▶ [Assignment]:
Find the line containing "let mut c = start + 2;" in the data below and repeat it, along with all later lines, exactly through the last one.
========================================
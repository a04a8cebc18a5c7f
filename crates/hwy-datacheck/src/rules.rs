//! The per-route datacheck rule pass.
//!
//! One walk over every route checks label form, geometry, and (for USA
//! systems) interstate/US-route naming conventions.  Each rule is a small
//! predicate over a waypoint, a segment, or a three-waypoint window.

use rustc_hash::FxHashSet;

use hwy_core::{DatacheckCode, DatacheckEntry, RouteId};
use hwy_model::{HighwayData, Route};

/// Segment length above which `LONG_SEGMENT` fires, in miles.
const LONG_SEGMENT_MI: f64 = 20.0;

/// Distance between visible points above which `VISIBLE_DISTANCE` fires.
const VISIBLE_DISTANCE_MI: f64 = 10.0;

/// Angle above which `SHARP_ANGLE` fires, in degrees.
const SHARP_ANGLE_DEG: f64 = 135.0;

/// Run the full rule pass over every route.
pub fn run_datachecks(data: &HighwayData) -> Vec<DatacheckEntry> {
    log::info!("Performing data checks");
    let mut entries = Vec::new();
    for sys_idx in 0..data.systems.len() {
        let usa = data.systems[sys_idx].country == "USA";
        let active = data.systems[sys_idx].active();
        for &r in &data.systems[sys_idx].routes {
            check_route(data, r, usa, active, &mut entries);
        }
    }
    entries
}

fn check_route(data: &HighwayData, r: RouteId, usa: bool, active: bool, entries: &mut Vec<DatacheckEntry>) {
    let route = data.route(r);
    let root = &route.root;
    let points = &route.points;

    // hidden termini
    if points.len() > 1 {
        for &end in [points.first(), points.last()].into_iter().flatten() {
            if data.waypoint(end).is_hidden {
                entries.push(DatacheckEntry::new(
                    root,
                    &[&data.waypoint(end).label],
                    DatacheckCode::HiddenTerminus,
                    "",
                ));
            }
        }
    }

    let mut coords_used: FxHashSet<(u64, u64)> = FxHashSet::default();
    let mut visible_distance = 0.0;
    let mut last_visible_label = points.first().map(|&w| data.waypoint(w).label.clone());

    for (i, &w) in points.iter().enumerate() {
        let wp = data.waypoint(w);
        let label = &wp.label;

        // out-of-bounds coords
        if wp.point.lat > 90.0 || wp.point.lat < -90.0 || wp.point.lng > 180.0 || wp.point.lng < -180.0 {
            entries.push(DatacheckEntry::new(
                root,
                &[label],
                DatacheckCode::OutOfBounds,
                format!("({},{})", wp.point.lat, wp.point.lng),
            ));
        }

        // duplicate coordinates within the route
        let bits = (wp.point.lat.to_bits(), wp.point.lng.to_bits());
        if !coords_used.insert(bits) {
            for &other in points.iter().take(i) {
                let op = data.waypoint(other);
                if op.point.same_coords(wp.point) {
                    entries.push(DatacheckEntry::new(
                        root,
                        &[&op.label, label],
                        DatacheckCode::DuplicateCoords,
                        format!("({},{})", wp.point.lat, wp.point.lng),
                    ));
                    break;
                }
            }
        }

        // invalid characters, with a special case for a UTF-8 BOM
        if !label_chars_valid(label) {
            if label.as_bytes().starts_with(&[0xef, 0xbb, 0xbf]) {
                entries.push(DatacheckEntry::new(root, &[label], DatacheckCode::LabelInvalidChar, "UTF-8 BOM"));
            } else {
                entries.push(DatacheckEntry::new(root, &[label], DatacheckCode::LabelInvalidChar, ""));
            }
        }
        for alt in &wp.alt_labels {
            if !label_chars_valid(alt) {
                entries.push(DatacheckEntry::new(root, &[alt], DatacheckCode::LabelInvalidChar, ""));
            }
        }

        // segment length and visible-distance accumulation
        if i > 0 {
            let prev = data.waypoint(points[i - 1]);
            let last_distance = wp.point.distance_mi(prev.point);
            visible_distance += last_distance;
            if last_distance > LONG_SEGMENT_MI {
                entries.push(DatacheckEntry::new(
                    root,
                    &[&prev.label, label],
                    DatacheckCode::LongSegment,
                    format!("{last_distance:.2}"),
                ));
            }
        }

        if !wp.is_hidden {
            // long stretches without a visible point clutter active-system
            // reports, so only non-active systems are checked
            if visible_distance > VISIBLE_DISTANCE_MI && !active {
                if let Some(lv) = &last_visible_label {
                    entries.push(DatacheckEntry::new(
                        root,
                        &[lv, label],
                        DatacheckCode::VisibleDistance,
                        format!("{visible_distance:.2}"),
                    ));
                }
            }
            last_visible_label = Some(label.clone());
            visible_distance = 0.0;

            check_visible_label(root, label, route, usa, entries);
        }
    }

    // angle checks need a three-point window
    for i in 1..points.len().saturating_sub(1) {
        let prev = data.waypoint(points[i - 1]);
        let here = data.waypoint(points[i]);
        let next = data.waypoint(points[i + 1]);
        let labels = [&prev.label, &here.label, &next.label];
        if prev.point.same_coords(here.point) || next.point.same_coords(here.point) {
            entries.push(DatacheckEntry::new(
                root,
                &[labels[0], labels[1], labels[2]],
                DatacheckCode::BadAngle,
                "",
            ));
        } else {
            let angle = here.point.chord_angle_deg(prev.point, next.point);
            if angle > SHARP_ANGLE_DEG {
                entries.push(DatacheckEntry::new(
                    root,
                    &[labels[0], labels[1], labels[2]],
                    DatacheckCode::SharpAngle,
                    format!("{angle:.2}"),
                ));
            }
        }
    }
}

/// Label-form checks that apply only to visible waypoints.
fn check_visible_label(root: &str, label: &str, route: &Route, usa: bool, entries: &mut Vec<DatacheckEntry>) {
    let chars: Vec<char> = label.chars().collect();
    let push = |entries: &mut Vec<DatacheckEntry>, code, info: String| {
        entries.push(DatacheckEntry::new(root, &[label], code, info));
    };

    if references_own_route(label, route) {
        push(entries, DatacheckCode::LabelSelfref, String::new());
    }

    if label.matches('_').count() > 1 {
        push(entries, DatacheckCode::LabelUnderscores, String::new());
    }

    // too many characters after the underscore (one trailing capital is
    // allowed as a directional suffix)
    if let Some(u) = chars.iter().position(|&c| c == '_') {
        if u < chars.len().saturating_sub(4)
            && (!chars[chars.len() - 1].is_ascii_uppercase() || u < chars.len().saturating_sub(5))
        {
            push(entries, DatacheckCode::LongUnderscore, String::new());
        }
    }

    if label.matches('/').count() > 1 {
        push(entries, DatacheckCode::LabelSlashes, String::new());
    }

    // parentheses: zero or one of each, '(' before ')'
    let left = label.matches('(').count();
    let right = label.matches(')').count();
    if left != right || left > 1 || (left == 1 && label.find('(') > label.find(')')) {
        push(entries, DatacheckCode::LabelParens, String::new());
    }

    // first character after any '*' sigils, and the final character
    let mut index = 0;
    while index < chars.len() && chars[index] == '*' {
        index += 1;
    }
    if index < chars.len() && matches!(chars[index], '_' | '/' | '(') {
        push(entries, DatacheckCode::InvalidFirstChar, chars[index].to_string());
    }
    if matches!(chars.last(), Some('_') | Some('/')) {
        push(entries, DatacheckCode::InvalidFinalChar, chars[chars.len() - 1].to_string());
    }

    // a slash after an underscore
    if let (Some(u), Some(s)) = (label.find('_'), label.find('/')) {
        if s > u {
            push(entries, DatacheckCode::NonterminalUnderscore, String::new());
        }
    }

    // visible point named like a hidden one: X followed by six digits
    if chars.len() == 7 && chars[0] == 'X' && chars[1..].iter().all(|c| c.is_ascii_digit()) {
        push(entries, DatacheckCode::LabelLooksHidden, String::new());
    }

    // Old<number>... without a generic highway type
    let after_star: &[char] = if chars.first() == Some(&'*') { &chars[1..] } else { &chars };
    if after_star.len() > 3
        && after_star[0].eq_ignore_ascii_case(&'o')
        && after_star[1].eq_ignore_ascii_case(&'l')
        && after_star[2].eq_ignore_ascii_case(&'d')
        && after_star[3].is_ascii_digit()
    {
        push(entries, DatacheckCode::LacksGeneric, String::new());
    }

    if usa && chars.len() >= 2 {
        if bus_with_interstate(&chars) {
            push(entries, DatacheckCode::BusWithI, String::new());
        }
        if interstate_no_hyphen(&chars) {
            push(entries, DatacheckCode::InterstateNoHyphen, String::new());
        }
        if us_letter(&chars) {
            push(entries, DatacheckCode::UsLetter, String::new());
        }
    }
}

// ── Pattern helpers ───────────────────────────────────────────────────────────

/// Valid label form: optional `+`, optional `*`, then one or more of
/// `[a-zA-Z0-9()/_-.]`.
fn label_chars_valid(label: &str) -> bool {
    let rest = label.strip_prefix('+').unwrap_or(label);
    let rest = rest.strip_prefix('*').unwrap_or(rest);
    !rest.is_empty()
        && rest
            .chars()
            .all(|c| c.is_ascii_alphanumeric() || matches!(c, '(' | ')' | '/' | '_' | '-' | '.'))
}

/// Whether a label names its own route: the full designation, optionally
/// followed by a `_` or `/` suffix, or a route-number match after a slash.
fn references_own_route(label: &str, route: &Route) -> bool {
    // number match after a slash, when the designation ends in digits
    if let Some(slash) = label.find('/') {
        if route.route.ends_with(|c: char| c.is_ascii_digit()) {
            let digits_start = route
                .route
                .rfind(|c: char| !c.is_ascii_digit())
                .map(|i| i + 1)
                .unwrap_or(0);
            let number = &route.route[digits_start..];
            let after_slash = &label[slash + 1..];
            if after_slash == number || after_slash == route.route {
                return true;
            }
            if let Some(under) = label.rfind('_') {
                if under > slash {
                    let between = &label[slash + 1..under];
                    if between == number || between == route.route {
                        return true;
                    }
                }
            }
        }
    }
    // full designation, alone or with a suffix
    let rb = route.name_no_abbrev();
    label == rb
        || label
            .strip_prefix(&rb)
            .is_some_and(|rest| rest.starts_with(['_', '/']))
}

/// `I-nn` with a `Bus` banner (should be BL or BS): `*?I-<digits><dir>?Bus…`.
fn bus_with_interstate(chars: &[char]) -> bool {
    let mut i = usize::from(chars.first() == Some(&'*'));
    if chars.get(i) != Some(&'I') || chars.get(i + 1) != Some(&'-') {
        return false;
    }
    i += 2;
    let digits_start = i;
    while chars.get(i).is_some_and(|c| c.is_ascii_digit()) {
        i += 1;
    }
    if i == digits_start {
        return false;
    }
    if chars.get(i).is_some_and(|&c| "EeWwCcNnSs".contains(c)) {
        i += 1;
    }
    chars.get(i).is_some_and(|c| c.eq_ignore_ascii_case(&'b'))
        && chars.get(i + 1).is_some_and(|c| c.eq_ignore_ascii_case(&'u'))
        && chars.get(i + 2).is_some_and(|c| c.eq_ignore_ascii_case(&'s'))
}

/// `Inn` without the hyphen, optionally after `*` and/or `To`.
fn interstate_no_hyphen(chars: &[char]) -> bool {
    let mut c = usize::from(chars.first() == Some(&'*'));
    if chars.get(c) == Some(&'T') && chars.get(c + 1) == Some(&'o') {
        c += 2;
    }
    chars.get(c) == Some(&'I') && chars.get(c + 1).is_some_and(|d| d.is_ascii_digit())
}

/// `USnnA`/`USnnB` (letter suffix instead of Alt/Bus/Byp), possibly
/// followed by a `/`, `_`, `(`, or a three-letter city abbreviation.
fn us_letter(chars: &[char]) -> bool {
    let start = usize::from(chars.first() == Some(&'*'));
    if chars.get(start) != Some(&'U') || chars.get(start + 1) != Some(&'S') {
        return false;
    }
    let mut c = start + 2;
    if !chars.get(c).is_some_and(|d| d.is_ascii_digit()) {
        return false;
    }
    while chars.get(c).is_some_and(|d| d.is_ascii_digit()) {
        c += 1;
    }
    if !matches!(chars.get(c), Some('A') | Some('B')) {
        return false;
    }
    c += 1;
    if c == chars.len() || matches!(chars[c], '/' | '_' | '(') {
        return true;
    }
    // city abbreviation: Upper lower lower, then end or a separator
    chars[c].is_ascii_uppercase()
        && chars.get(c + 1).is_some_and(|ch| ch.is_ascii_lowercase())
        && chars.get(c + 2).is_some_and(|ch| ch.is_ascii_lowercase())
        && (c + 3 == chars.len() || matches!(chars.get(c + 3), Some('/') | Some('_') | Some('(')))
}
========================================
▶ [Written answer]:
    let mut c = start + 2;
    if !chars.get(c).is_some_and(|d| d.is_ascii_digit()) {
        return false;
    }
    while chars.get(c).is_some_and(|d| d.is_ascii_digit()) {
        c += 1;
    }
    if !matches!(chars.get(c), Some('A') | Some('B')) {
        return false;
    }
    c += 1;
    if c == chars.len() || matches!(chars[c], '/' | '_' | '(') {
        return true;
    }
    // city abbreviation: Upper lower lower, then end or a separator
    chars[c].is_ascii_uppercase()
        && chars.get(c + 1).is_some_and(|ch| ch.is_ascii_lowercase())
        && chars.get(c + 2).is_some_and(|ch| ch.is_ascii_lowercase())
        && (c + 3 == chars.len() || matches!(chars.get(c + 3), Some('/') | Some('_') | Some('(')))
}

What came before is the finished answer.